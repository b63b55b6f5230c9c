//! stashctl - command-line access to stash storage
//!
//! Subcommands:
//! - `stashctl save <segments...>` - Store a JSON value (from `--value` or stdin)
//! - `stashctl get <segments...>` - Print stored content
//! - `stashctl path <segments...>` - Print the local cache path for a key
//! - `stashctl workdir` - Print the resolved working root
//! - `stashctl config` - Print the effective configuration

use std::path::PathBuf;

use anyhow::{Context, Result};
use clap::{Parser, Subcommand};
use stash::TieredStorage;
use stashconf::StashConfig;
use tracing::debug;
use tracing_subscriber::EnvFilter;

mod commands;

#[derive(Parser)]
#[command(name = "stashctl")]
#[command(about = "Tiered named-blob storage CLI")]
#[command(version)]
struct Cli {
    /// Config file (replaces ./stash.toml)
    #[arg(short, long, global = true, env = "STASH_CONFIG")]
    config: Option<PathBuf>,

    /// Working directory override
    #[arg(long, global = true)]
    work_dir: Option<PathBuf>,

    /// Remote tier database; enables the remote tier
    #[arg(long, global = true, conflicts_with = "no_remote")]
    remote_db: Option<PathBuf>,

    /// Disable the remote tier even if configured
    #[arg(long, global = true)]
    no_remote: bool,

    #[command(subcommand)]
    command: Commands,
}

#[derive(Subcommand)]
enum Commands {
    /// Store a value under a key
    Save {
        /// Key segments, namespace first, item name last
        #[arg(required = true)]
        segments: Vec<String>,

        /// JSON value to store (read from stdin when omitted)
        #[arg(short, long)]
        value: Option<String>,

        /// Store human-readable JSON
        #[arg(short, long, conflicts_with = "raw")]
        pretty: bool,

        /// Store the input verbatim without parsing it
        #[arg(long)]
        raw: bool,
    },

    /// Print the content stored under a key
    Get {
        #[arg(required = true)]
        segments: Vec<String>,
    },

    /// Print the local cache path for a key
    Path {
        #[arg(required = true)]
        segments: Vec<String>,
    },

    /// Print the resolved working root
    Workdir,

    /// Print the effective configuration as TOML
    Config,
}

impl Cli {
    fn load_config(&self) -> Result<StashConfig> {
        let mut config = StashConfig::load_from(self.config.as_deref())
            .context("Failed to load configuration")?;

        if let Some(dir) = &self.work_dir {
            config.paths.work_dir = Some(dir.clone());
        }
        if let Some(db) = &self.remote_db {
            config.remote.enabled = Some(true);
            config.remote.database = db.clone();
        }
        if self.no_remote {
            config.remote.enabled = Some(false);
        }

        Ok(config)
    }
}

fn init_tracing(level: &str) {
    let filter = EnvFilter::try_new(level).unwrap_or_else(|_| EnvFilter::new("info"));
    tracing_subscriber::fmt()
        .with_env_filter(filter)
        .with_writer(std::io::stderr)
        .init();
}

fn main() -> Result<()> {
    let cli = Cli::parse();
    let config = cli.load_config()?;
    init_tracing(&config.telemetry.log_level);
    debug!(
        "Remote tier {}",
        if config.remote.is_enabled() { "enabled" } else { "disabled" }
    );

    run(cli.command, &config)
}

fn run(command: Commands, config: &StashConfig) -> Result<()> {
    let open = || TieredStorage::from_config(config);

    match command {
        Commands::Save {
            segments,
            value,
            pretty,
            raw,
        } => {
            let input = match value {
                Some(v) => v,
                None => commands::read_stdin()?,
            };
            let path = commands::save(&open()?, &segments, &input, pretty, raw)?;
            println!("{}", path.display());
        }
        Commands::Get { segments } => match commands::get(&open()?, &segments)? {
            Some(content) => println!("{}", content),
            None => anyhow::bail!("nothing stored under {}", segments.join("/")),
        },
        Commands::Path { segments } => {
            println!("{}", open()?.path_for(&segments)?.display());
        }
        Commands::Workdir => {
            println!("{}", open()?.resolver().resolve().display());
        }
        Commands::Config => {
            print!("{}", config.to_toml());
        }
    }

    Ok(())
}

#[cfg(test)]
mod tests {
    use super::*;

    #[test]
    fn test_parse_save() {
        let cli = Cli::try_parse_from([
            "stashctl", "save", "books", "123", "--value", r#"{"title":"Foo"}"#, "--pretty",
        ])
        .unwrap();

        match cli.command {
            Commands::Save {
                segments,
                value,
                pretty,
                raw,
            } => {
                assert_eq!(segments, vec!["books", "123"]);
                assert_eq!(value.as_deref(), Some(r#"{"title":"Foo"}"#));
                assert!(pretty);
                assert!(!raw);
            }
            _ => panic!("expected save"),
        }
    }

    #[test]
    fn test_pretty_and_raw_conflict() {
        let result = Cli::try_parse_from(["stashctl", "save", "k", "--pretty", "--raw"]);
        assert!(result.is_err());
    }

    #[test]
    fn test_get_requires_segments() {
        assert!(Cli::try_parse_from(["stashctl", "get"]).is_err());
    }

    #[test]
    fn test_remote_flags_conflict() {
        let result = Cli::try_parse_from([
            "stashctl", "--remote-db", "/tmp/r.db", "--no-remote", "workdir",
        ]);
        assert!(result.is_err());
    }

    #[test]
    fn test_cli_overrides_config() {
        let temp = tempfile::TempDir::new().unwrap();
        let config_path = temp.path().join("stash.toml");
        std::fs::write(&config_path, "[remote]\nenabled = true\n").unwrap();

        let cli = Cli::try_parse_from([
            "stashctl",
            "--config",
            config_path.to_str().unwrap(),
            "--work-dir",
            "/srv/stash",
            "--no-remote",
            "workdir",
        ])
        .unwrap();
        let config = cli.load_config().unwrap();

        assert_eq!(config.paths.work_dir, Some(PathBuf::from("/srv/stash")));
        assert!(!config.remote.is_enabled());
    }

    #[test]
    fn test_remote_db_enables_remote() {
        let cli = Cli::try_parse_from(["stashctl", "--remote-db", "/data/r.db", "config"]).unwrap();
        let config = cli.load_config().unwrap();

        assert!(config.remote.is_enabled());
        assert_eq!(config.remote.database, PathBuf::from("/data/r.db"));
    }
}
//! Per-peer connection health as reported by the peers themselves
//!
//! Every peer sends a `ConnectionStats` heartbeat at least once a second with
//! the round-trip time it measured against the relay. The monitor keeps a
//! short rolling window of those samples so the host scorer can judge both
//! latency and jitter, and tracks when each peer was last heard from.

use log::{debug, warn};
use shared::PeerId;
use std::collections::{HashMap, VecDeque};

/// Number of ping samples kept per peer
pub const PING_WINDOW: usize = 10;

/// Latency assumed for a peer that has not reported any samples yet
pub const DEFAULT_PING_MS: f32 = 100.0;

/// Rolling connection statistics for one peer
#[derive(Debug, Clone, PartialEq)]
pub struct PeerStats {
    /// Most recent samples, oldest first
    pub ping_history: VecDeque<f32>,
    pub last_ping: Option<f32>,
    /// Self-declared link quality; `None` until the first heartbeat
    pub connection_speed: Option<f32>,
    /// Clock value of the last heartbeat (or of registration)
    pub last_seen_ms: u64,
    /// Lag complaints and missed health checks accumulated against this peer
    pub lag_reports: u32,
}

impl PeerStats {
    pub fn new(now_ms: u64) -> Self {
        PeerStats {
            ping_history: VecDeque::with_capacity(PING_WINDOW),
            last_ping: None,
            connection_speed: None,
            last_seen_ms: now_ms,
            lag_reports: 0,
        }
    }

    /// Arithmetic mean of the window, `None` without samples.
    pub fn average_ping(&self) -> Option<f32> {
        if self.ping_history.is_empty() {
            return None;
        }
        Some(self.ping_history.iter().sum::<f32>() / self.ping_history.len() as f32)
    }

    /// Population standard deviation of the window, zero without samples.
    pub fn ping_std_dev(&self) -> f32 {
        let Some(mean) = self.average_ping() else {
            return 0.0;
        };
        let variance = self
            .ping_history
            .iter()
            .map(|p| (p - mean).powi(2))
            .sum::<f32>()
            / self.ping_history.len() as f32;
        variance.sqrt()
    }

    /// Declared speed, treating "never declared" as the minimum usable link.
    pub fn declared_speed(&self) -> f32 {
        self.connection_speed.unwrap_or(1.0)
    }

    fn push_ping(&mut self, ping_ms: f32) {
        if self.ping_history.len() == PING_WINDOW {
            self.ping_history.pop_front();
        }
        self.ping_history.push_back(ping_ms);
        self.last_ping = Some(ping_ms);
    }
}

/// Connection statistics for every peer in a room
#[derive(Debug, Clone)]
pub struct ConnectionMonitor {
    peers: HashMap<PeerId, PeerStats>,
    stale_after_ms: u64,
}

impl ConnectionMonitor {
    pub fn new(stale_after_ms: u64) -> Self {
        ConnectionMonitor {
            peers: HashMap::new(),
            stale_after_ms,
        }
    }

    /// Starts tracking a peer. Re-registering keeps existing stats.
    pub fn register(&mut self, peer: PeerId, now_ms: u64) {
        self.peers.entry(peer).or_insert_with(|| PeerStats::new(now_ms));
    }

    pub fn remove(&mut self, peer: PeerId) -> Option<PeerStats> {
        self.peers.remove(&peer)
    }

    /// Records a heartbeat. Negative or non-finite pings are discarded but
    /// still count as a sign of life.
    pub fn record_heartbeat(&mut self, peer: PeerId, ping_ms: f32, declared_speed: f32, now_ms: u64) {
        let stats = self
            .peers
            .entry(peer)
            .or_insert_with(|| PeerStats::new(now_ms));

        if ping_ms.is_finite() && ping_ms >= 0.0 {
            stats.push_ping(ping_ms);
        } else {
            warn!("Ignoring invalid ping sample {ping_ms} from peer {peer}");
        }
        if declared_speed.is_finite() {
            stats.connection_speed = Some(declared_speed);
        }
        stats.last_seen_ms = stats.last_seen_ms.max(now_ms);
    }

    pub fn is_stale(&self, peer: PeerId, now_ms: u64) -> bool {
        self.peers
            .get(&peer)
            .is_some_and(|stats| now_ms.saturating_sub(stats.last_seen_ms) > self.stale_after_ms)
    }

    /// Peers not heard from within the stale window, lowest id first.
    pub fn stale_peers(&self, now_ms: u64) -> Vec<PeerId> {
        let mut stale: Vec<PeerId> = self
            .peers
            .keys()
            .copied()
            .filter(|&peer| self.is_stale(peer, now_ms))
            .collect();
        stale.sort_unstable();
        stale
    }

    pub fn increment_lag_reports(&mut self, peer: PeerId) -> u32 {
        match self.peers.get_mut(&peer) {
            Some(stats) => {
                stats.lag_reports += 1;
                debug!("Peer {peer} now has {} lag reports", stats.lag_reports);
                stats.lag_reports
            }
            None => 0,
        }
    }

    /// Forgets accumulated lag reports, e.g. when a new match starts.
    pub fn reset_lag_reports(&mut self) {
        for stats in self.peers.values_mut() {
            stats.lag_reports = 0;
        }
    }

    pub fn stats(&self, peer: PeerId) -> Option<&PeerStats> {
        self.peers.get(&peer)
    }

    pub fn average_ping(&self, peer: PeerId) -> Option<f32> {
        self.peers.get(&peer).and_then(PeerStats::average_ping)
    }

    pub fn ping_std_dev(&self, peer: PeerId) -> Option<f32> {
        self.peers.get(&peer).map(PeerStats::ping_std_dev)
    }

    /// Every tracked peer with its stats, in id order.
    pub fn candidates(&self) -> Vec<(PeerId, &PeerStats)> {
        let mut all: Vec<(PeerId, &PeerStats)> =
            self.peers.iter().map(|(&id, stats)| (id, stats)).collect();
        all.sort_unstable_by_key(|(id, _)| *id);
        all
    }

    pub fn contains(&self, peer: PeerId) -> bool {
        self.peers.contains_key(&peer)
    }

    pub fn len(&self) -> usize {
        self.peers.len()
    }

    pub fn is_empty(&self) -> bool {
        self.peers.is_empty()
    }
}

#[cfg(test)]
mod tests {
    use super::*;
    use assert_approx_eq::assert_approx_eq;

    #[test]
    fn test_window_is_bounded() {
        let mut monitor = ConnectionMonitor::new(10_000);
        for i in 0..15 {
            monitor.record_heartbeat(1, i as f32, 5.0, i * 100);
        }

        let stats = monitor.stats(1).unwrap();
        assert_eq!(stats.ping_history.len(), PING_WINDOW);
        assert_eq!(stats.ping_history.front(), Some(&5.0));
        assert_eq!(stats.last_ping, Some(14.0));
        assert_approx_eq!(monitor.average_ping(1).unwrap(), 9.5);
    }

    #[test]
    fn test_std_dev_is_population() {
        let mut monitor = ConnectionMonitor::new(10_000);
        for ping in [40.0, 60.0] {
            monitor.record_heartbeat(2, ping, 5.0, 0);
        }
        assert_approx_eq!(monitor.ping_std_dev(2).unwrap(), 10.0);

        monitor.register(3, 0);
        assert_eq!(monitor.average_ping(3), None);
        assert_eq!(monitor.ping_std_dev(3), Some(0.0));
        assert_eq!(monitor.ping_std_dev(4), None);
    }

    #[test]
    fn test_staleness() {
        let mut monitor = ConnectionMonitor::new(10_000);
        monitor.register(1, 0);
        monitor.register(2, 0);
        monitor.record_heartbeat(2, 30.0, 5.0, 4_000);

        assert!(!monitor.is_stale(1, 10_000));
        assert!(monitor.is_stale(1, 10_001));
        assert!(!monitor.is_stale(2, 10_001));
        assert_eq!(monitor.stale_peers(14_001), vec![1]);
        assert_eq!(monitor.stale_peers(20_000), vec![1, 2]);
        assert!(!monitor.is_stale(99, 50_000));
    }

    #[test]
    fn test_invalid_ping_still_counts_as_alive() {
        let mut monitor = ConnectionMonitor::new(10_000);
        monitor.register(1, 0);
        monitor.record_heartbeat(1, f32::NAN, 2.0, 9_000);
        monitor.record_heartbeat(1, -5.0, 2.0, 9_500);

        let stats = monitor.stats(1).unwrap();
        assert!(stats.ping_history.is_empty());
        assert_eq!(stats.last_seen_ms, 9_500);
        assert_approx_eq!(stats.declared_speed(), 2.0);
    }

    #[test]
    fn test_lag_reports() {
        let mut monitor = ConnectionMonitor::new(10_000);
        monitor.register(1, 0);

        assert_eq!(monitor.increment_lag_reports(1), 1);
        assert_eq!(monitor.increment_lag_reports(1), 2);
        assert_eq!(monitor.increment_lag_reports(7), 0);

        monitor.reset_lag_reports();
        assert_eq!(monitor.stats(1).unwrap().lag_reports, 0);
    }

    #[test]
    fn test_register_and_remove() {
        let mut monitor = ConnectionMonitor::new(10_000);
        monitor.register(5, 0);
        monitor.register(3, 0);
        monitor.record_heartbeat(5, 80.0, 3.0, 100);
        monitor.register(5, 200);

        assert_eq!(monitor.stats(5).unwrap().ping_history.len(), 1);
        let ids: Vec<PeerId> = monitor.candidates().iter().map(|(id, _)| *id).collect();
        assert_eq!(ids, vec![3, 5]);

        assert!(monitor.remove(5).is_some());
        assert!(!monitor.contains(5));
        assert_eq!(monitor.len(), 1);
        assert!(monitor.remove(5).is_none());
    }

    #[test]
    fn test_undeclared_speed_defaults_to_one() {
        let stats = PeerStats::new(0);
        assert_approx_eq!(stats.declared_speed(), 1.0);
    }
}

**WHAT IS NEEDED**
Retype every line up to and including the one that contains "Print stored content", beginning at the first line of the records, with no edits.

**SOLUTION TO THIS TASK**
repository b63b55b6f5230c9c
//! stashctl - command-line access to stash storage
//!
//! Subcommands:
//! - `stashctl save <segments...>` - Store a JSON value (from `--value` or stdin)
//! - `stashctl get <segments...>` - Print stored content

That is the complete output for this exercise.